Chi può avere proprietà sulla luna e su Marte?
Di Bibek Debroy| Pubblicato: 31 ottobre 2020 01:16 AM
Qualche mese fa, in mezzo al Covid, i giornali del Bengala occidentale hanno riportato la notizia di un uomo che ha comprato un acro di terra su Marte. Quando ha brandito l’atto di proprietà, i media hanno chiesto se aveva intenzione di trascorrere la sua luna di miele (stava per sposarsi) sul pianeta rosso. Chi compra una bottiglia di Laphroaig ottiene anche un atto di proprietà, con un contratto d’affitto su un metro quadrato di terra a Islay. Ma Islay è terrestre, Marte no.
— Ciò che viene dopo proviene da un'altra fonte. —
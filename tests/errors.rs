use gridbin::{build_grid, Extent, GridError, GridOptions, PointSet, ValueSet};

fn square() -> Vec<f64> {
    vec![0.0, 0.0, 1.0, 0.0, 0.0, 1.0, 1.0, 1.0]
}

#[test]
fn test_voxel_length_size_mismatch() {
    let coords = square();
    let points = PointSet::new(&coords, 2).unwrap();
    let options = GridOptions::new().voxel_length([1.0, 1.0, 1.0]);

    let err = build_grid(&points, None, &options).unwrap_err();
    assert!(
        matches!(err, GridError::ShapeMismatch { argument: "voxel_length", found: 3, .. }),
        "unexpected error {:?}",
        err
    );
}

#[test]
fn test_fixed_without_dims() {
    let coords = square();
    let points = PointSet::new(&coords, 2).unwrap();
    let options = GridOptions::new().fit_dims(false);

    let err = build_grid(&points, None, &options).unwrap_err();
    assert!(matches!(err, GridError::Configuration { argument: "dims", .. }));
}

#[test]
fn test_values_length_mismatch() {
    let coords = square();
    let points = PointSet::new(&coords, 2).unwrap();
    let raw = [1.0, 2.0, 3.0];
    let values = ValueSet::column(&raw);

    let err = build_grid(&points, Some(&values), &GridOptions::default()).unwrap_err();
    assert!(matches!(err, GridError::ShapeMismatch { argument: "values", found: 3, .. }));
    assert!(err.to_string().contains("4 rows"));
}

#[test]
fn test_dims_and_center_size_mismatch() {
    let coords = square();
    let points = PointSet::new(&coords, 2).unwrap();

    let options = GridOptions::new().fixed([1.0, 2.0, 3.0]);
    let err = build_grid(&points, None, &options).unwrap_err();
    assert!(matches!(err, GridError::ShapeMismatch { argument: "dims", .. }));

    let options = GridOptions::new().fixed(2.0).center(vec![0.0, 0.0, 0.0]);
    let err = build_grid(&points, None, &options).unwrap_err();
    assert!(matches!(err, GridError::ShapeMismatch { argument: "center", found: 3, .. }));
}

#[test]
fn test_non_positive_lengths() {
    let coords = square();
    let points = PointSet::new(&coords, 2).unwrap();

    for bad in [0.0, -1.0, f64::NAN, f64::INFINITY] {
        let options = GridOptions::new().voxel_length(bad);
        let err = build_grid(&points, None, &options).unwrap_err();
        assert!(matches!(err, GridError::Configuration { argument: "voxel_length", .. }));
    }

    let options = GridOptions::new().fixed(Extent::PerAxis(vec![2.0, 0.0]));
    let err = build_grid(&points, None, &options).unwrap_err();
    assert!(matches!(err, GridError::Configuration { argument: "dims", .. }));
}

#[test]
fn test_empty_points() {
    let points = PointSet::new(&[], 2).unwrap();

    let err = build_grid(&points, None, &GridOptions::default()).unwrap_err();
    assert!(matches!(err, GridError::ShapeMismatch { argument: "positions", .. }));

    // A fixed box is well defined without any data.
    let (grid, axes) = build_grid(&points, None, &GridOptions::new().fixed(3.0)).unwrap();
    assert_eq!(grid.spatial_shape(), &[3, 3]);
    assert_eq!(grid.totals(), vec![0.0]);
    assert_eq!(axes.len(), 2);
}

#[test]
fn test_malformed_buffers() {
    let coords = [0.0, 1.0, 2.0];
    assert!(matches!(
        PointSet::new(&coords, 2),
        Err(GridError::ShapeMismatch { argument: "positions", found: 3, .. })
    ));
    assert!(matches!(
        ValueSet::new(&coords, 2),
        Err(GridError::ShapeMismatch { argument: "values", found: 3, .. })
    ));
}

#[test]
fn test_grid_too_large_to_allocate() {
    // The range saturates the voxel count of the only axis.
    let points = PointSet::from_points(&[[0.0], [1e300]]);
    let err = build_grid(&points, None, &GridOptions::new().voxel_length(1.0)).unwrap_err();
    assert!(
        matches!(err, GridError::Configuration { argument: "voxel_length", .. }),
        "unexpected error {:?}",
        err
    );

    // Spatial cells fit in usize, but not once multiplied by the properties.
    let coords = [0.0, 0.0, 1e10, 1e9];
    let points = PointSet::new(&coords, 2).unwrap();
    let raw = [1.0, 2.0, 3.0, 4.0, 5.0, 6.0, 7.0, 8.0];
    let values = ValueSet::new(&raw, 4).unwrap();
    let err = build_grid(&points, Some(&values), &GridOptions::new().voxel_length(1.0)).unwrap_err();
    assert!(matches!(err, GridError::Configuration { .. }));
}
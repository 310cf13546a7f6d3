use criterion::{criterion_group, criterion_main, BenchmarkId, Criterion, Throughput};
use gridbin::{Accumulator, GridBuilder, GridOptions, ParallelAccumulator, PointSet, SerialAccumulator};
use rand::rngs::StdRng;
use rand::{Rng, SeedableRng};

const SIZES: [usize; 5] = [1_000, 10_000, 100_000, 1_000_000, 4_000_000];

/// Points in a 100^3 cube, with a tenth of them scattered outside the fixed box below.
fn random_points(n: usize) -> Vec<f64> {
    let mut rng = StdRng::seed_from_u64(n as u64);
    (0..n * 3).map(|_| rng.gen_range(-5.0..105.0)).collect()
}

fn bench_framing<A: Accumulator + Clone>(
    c: &mut Criterion,
    name: &str,
    options: &GridOptions,
    accumulator: A,
) {
    let mut group = c.benchmark_group(format!("scaling_{}", name));
    group.sample_size(10);

    for &size in &SIZES {
        let coords = random_points(size);
        let points = PointSet::new(&coords, 3).unwrap();
        let builder = GridBuilder::with_accumulator(options.clone(), accumulator.clone());
        let cells = builder.geometry(&points).unwrap().cell_count();

        // Report points gridded per second rather than time per build.
        group.throughput(Throughput::Elements(size as u64));
        println!("{}: N {:8}, cells {:9}", name, size, cells);
        group.bench_with_input(BenchmarkId::from_parameter(size), &points, |b, points| {
            b.iter(|| builder.build(points, None).unwrap())
        });
    }
    group.finish();
}

fn benchmark_scaling(c: &mut Criterion) {
    // One unit voxels: 110^3 cells fitted to the data, 100^3 in the fixed box.
    let fitted = GridOptions::new();
    let fixed = GridOptions::new().fixed(100.0).center(vec![50.0; 3]);

    bench_framing(c, "fitted_serial", &fitted, SerialAccumulator);
    bench_framing(c, "fitted_parallel", &fitted, ParallelAccumulator::default());
    bench_framing(c, "fixed_serial", &fixed, SerialAccumulator);
    bench_framing(c, "fixed_parallel", &fixed, ParallelAccumulator::default());
}

criterion_group!(benches, benchmark_scaling);
criterion_main!(benches);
C’è davvero una società (forse ce n’è più di una) che ti vende un acro di terra su Marte con un atto registrato presso l’Associazione Internazionale di Esplorazione Planetaria Umana (IAOHPE). Non ho trovato nulla che suggerisca che questa sia un’organizzazione autentica. Ma se ci sono persone abbastanza credulone da pagare per questo dubbio pacchetto (ci sono tariffe standard, deluxe e premium) e come il conseguente viaggio dell’ego, perché no? Non sembra essere diverso dall’idea di acquistare lauree honoris causa da luoghi di dubbio merito accademico.
Chiunque abbia comprato della terra in India sa che la registrazione di un atto di vendita non garantisce la proprietà o il titolo. Ma questa è un’analogia inappropriata. Per la registrazione di un atto di vendita, si presume che il venditore possieda il titolo. Per Marte, o per la luna, non ci può essere questa presunzione.
Mentre Marte è relativamente nuovo, la terra sulla luna esiste da tempo, sempre con atti registrati dall’IAOHPE, o senza. Sushant Singh Rajput era solo un esempio. C’era il tedesco che sosteneva che Federico il Grande aveva dato la luna al suo antenato. La Interplanetary Development Corporation e la Lunar Embassy Commission vendevano immobili lunari.
Ogni conoscitore di fantascienza ricorderà la novella di Robert Heinlein del 1949, The Man who Sold the Moon. Quell’uomo era un uomo d’affari chiamato Delos David Harriman. All’epoca, almeno nella finzione, Heinlein invocava una massima giuridica che ha subito un’evoluzione estremamente interessante nella giurisprudenza. Questa fantasiosa massima latina (la legge diventa sempre più impressionante quando si usa il latino) è: Cuius est solum, eius est usque ad coelum et ad inferos, abbreviata più semplicemente come la dottrina ad coelum.
In parole povere, una persona che possiede un terreno non solo ha diritti sul terreno, ma anche sull’aria sopra e sotto il terreno. Nella novella, usando questo principio, Harriman convince le Nazioni Unite a concedere alla sua compagnia i diritti sulla luna. Con i viaggi aerei (il cambiamento è iniziato con i voli in mongolfiera) e ora i viaggi spaziali, ad coelum è diventato circoscritto. Niente infinitamente sopra e infinitamente sotto. Ci sono dei limiti.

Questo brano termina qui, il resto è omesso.